Process Engineer

Description

This is a temporary assignment with a potential to convert to full time at the end of 1 year.

Duties:

• Seeking a Temporary Process Engineer (MSAT) to work with manufacturing at Contract Development and Manufacturing Organizations (CDMOs) as well as internal manufacturing support at the Client Newark campus.
• This position participates in the technology transfer process at contract manufacturing sites.
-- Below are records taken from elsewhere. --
//! Value → VARIANT converters
//!
//! Every integer width keeps its own VARIANT type; strings of either width
//! become `BSTR`s.

use super::host::ComBrowserHost;
use super::types::{Bstr, ComVariant};
use crate::bindings::marshal::{build_host_list, build_host_map};
use crate::bindings::protocol::{BrowserHost, HostHandle};
use crate::core::error::BridgeResult;
use crate::scripting::object::ScriptObjectRef;
use crate::value::{Value, ValueKind};

pub(crate) type Builder = fn(&ComBrowserHost, &Value) -> BridgeResult<ComVariant>;

pub(crate) fn builder_for(kind: ValueKind) -> Option<Builder> {
    let build: Builder = match kind {
        ValueKind::Void => |_, _| Ok(ComVariant::Empty),
        ValueKind::Null => |_, _| Ok(ComVariant::Null),
        ValueKind::Bool
        | ValueKind::I8
        | ValueKind::U8
        | ValueKind::I16
        | ValueKind::U16
        | ValueKind::I32
        | ValueKind::U32
        | ValueKind::I64
        | ValueKind::U64
        | ValueKind::F32
        | ValueKind::F64 => scalar_variant,
        ValueKind::String | ValueKind::WString => string_variant,
        ValueKind::List => list_variant,
        ValueKind::Map => map_variant,
        ValueKind::Object | ValueKind::HostObject => object_variant,
        ValueKind::WeakObject => weak_variant,
        ValueKind::Opaque => return None,
    };
    Some(build)
}

fn scalar_variant(_: &ComBrowserHost, value: &Value) -> BridgeResult<ComVariant> {
    Ok(match value {
        Value::Bool(v) => ComVariant::Bool(*v),
        Value::I8(v) => ComVariant::I1(*v),
        Value::U8(v) => ComVariant::UI1(*v),
        Value::I16(v) => ComVariant::I2(*v),
        Value::U16(v) => ComVariant::UI2(*v),
        Value::I32(v) => ComVariant::I4(*v),
        Value::U32(v) => ComVariant::UI4(*v),
        Value::I64(v) => ComVariant::I8(*v),
        Value::U64(v) => ComVariant::UI8(*v),
        Value::F32(v) => ComVariant::R4(*v),
        Value::F64(v) => ComVariant::R8(*v),
        _ => ComVariant::Empty,
    })
}

fn string_variant(_: &ComBrowserHost, value: &Value) -> BridgeResult<ComVariant> {
    Ok(match value {
        Value::WString(units) => ComVariant::Bstr(Bstr::from_wide(units.clone())),
        other => ComVariant::Bstr(Bstr::new(&other.as_string().unwrap_or_default())),
    })
}

fn list_variant(host: &ComBrowserHost, value: &Value) -> BridgeResult<ComVariant> {
    let Value::List(items) = value else {
        return Ok(ComVariant::Null);
    };
    let array = build_host_list(&host.dom_window()?, items)?;
    Ok(host_dispatch(host, &array))
}

fn map_variant(host: &ComBrowserHost, value: &Value) -> BridgeResult<ComVariant> {
    let Value::Map(entries) = value else {
        return Ok(ComVariant::Null);
    };
    let object = build_host_map(&host.dom_window()?, entries)?;
    Ok(host_dispatch(host, &object))
}

fn object_variant(host: &ComBrowserHost, value: &Value) -> BridgeResult<ComVariant> {
    match value {
        Value::Object(object) | Value::HostObject(object) => native_or_host(host, object, false),
        _ => Ok(ComVariant::Null),
    }
}

fn weak_variant(host: &ComBrowserHost, value: &Value) -> BridgeResult<ComVariant> {
    match value.as_object() {
        Some(object) => native_or_host(host, &object, true),
        None => Ok(ComVariant::Null),
    }
}

fn native_or_host(host: &ComBrowserHost, object: &ScriptObjectRef, weak: bool) -> BridgeResult<ComVariant> {
    if let Some(HostHandle::Com(_)) = object.host_handle() {
        return Ok(host_dispatch(host, object));
    }
    Ok(ComVariant::Dispatch(host.wrap_native(object, weak)?))
}

fn host_dispatch(host: &ComBrowserHost, object: &ScriptObjectRef) -> ComVariant {
    match object.host_handle() {
        Some(HostHandle::Com(identity)) => host
            .dispatch_for(identity)
            .map(ComVariant::Dispatch)
            .unwrap_or(ComVariant::Null),
        _ => ComVariant::Null,
    }
}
This position will also work closely with internal manufacturing team and provide support in the GMP manufacturing suite as needed.
• The Process Engineer develops, establishes, and maintains quality-engineering methodologies, systems, and practices which meet internal and regulatory requirements. This position may also provide process engineering support for the Manufacturing and CapEx programs regarding new construction, equipment upgrades / retrofits / modernizations, and process improvements.

Essential Duties

• Work Cross-functionally with key stakeholders to support upcoming technology transfer process to CDMO partners.
• Draft, revise, and update technical documents for manufacturing and technology transfer.
• Support process optimization, qualification, and new process development efforts.
• Participate in solution and equipment preparation and production activities at Newark facility during critical runs as required.
• Perform routine procedures following written instructions (SOPs, batch records, protocols)
• Review in-process and executed documents for accuracy and ensure batch records are turned in to area management within specified days of completion.
• Collaborate with departments to ensure compliance activities are executed efficiently and effectively, and in accordance with all governing documents and regulatory guidelines.
• Contribute to continuous process and quality improvement efforts to conform to regulatory requirements and industry standards.
• Applies sound, systematic problem-solving methodologies in identifying, prioritizing, communicating, and resolving quality issues.
• Assist in troubleshooting of process/plant equipment
• Support and/or perform investigations / deviations from an engineering/maintenance perspective and help with data for timely closure of deviations, change controls and CAPAs
• Ensure compliance with GMP regulations, procedures, and standards as appropriate for the role.
• Acts as an effective team member in supporting quality disciplines, decisions, and practices
• Support Internal and external audits
• Other related duties as assigned.

Skills: 

• 2+ years of experience in GxP regulated manufacturing/lab environment
• Experience operating or working knowledge of major manufacturing equipment is required (e.g. fermenter, TFF skids, vial filler, vial capper, RABs system, lyophilizer, glass washer, autoclave, etc.)
• Experience with GxP, SOPs, and clean room operation required
• Must be able to adhere to all applicable procedures, cGMPs, company policies and any other quality or regulatory requirements. (For example: OSHA, DEA, FDA, CDC, HS&E, etc.).
• Ability to analyze and resolve problems independently
• Ability to identify issues and seek solutions
• Performance of tasks essential to the job function may require the employee to work directly with, handle, or otherwise come into contact with chemicals or pharmaceutical agents (including potent compounds).
• Ability to climb ladders and lift up to 50 lbs.
• Aseptic operation experience is preferred.

Education:     

• Minimum of bachelor’s degree in biology, biochemistry, engineering (chemical/biochemical), pharmaceutical sciences or other relevant life science fields.